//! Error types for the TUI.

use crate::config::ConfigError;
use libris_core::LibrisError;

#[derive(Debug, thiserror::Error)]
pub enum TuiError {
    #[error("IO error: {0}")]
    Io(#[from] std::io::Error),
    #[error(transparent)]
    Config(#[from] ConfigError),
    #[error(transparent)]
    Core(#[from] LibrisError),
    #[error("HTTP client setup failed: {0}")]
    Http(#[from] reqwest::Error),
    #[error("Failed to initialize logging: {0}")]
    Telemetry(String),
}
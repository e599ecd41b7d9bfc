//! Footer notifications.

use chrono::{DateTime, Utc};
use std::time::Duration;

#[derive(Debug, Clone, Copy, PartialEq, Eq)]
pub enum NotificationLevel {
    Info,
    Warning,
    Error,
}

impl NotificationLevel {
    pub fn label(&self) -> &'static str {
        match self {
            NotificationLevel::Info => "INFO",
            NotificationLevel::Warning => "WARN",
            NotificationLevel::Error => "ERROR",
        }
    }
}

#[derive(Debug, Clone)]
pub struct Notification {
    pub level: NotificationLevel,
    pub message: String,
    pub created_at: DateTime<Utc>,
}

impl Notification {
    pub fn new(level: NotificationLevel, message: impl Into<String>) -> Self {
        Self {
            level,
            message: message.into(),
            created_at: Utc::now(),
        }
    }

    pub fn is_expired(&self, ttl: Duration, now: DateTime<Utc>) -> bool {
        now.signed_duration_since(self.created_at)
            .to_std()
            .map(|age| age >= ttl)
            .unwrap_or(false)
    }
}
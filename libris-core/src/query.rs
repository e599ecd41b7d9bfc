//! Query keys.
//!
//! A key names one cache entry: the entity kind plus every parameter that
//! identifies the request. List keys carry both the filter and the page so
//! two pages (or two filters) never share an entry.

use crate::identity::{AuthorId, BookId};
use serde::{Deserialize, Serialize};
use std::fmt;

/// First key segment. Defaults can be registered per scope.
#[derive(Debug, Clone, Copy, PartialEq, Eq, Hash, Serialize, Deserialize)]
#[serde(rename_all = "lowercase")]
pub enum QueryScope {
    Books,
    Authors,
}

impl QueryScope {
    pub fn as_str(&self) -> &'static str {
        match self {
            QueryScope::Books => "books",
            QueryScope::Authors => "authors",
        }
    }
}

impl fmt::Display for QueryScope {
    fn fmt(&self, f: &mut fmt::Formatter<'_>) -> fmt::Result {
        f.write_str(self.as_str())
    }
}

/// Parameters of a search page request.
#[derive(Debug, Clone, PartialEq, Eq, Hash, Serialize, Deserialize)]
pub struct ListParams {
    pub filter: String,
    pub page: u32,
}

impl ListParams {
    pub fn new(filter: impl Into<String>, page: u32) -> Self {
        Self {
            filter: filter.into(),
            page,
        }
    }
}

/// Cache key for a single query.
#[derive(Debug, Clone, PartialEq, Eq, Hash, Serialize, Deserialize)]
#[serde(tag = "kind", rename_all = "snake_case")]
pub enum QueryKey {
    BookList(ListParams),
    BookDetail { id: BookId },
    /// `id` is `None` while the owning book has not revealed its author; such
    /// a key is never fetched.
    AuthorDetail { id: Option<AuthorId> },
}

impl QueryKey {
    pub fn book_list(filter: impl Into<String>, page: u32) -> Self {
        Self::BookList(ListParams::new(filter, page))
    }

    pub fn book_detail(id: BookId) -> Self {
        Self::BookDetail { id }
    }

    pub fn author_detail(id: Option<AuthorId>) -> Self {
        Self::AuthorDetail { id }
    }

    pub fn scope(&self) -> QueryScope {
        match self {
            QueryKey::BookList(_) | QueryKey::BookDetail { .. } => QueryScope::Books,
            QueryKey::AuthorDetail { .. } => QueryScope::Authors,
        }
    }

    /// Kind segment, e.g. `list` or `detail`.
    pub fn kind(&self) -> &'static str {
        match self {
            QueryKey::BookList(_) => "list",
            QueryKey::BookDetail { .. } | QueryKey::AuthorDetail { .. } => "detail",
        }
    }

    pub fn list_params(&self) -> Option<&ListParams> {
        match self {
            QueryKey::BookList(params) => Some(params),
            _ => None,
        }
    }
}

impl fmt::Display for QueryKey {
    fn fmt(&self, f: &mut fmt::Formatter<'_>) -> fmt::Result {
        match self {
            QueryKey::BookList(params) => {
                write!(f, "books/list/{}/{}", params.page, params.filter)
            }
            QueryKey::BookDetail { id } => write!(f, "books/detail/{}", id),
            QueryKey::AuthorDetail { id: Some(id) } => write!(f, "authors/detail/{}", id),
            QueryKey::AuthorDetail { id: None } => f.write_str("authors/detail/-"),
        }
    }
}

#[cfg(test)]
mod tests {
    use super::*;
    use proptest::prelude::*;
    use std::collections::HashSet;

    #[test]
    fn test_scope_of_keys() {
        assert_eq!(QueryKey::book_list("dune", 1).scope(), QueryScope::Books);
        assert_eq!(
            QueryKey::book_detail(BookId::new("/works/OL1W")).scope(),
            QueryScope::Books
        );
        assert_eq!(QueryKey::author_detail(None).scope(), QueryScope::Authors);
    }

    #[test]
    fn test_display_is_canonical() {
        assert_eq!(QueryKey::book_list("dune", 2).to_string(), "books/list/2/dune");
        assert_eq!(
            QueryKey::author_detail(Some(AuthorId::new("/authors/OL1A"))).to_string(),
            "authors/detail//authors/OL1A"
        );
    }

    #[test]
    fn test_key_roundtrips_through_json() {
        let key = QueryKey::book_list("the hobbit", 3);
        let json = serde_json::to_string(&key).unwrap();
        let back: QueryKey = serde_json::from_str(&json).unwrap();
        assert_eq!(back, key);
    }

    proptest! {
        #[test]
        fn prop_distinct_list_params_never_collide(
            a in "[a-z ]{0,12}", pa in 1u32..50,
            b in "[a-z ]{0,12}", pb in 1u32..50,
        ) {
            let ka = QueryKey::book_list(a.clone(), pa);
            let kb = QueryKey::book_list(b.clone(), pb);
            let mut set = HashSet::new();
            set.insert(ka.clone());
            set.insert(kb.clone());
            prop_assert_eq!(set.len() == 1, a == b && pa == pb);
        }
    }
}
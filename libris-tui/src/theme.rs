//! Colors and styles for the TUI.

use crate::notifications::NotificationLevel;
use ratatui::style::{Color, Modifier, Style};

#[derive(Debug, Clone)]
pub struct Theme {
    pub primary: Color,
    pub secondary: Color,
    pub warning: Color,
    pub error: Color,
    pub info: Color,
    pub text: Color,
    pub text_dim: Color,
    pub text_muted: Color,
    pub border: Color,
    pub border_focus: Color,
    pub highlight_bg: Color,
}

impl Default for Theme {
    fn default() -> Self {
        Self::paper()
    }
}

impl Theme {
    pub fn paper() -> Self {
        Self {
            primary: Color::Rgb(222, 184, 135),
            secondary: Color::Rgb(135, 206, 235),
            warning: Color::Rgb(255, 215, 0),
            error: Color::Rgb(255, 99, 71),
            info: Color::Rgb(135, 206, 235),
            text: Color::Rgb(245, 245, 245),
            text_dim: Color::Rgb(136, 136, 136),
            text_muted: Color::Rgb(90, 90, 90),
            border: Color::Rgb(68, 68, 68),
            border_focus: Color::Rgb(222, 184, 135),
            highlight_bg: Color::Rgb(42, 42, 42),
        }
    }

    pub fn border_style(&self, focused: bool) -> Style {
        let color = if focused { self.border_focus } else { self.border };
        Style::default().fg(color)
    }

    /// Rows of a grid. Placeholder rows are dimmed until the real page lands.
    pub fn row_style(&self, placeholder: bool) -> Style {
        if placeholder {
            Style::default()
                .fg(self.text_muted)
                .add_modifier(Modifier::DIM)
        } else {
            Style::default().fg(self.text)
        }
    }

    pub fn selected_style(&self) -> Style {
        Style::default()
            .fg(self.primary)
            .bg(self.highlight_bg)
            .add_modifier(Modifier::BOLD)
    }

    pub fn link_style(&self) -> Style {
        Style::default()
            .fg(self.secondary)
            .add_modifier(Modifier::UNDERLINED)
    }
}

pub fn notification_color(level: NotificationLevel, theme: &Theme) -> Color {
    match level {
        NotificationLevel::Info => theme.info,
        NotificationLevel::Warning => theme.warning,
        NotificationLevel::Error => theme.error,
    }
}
------------------------------------
ASSIGNMENT
Could you return all lines from the data above that contain the string "Copy"?

RESPONSE TO THIS EXERCISE
#[derive(Debug, Clone, Copy, PartialEq, Eq)]
#[derive(Debug, Clone, Copy, PartialEq, Eq, Hash, Serialize, Deserialize)]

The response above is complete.